Stored items:
◇ ◇ ◇ ◇

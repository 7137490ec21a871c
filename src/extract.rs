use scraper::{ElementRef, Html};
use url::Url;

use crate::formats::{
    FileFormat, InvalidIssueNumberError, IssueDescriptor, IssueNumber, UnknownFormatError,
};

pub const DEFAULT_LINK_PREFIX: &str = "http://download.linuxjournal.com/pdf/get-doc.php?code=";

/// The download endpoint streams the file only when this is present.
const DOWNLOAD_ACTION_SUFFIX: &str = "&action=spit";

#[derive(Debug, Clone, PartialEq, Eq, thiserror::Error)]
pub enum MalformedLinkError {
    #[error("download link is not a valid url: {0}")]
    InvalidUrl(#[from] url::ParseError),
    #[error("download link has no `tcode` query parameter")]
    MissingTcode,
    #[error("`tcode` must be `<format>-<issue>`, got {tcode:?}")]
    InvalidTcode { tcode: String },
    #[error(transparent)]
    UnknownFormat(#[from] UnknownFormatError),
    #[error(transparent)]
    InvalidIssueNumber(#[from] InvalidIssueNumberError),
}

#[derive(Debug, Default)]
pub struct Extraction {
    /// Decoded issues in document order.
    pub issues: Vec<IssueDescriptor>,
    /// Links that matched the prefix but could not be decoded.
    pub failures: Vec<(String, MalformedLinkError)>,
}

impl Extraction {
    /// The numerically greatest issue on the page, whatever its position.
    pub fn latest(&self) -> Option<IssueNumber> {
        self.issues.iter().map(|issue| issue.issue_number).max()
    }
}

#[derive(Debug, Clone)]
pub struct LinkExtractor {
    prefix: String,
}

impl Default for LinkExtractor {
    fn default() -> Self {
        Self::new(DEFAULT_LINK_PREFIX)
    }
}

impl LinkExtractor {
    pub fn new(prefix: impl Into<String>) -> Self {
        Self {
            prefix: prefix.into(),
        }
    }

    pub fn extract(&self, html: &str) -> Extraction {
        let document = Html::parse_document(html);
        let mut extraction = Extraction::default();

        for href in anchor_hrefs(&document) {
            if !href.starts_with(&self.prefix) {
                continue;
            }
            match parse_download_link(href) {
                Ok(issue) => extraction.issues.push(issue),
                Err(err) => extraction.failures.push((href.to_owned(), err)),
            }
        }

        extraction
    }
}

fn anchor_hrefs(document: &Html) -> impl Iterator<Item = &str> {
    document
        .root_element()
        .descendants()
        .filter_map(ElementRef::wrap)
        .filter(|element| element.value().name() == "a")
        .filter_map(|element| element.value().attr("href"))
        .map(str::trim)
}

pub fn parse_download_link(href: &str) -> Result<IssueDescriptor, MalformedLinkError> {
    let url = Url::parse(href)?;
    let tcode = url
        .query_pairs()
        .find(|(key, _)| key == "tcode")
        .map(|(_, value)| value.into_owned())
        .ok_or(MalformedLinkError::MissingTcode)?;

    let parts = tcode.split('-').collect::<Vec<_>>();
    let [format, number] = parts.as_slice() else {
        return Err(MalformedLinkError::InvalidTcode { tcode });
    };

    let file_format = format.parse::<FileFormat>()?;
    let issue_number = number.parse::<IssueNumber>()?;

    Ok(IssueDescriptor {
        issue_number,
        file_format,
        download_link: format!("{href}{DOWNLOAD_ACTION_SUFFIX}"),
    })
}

◇ ◇ ◇ ◇

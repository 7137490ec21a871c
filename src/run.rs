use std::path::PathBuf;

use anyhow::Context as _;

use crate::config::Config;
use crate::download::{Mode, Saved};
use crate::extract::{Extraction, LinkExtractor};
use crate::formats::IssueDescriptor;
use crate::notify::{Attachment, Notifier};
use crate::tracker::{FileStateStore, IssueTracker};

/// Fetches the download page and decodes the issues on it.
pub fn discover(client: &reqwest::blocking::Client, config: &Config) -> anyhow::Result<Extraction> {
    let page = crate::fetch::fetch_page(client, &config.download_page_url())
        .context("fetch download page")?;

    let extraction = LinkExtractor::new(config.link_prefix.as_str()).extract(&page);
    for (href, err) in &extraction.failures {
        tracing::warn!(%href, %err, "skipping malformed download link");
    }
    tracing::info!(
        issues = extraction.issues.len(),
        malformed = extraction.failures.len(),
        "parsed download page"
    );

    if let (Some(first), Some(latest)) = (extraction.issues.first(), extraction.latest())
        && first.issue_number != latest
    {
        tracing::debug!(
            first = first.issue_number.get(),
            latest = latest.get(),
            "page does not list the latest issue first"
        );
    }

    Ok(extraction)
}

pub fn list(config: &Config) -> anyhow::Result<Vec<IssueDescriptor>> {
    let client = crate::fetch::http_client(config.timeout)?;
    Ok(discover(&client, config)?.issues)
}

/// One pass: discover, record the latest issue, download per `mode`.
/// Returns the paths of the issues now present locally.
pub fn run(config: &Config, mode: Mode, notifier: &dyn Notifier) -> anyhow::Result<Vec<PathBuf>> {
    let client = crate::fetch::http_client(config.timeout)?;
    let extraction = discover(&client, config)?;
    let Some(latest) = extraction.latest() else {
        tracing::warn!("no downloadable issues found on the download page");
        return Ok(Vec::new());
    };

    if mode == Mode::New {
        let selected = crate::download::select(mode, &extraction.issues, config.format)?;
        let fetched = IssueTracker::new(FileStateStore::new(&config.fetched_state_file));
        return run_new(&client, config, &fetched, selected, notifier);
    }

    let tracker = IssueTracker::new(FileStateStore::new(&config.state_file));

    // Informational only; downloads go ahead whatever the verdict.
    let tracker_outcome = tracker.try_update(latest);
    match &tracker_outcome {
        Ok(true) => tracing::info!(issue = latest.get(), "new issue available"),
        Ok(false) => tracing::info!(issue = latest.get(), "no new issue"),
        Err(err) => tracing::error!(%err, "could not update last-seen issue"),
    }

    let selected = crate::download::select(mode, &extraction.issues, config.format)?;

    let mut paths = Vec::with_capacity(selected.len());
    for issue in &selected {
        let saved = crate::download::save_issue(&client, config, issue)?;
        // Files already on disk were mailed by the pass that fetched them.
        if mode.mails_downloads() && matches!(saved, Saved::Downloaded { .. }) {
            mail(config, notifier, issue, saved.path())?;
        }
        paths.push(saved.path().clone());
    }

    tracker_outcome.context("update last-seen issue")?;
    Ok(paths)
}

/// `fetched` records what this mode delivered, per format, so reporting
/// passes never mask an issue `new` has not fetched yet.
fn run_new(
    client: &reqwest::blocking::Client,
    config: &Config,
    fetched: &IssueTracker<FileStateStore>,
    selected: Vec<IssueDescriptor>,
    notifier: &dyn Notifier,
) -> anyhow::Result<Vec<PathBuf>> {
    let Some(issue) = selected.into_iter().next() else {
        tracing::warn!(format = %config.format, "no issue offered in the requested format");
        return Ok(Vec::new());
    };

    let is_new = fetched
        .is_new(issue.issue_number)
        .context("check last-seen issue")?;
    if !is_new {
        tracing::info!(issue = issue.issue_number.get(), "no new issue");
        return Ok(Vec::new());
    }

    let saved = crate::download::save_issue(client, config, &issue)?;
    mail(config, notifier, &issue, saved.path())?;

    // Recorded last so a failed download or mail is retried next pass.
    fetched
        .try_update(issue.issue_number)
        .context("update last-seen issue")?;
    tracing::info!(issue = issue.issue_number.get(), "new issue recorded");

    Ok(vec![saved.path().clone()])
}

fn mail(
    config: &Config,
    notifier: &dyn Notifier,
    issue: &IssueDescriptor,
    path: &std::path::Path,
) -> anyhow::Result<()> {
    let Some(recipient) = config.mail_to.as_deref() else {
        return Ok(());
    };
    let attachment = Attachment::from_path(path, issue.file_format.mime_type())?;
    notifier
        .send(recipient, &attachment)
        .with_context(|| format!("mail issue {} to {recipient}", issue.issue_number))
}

◇ ◇ ◇ ◇

WHAT THE TASK REQUIRES =
Where a line of the data contains "value", copy that line.

SOLUTION TO THE EXERCISE =
        .filter(|element| element.value().name() == "a")
        .filter_map(|element| element.value().attr("href"))
        .map(|(_, value)| value.into_owned())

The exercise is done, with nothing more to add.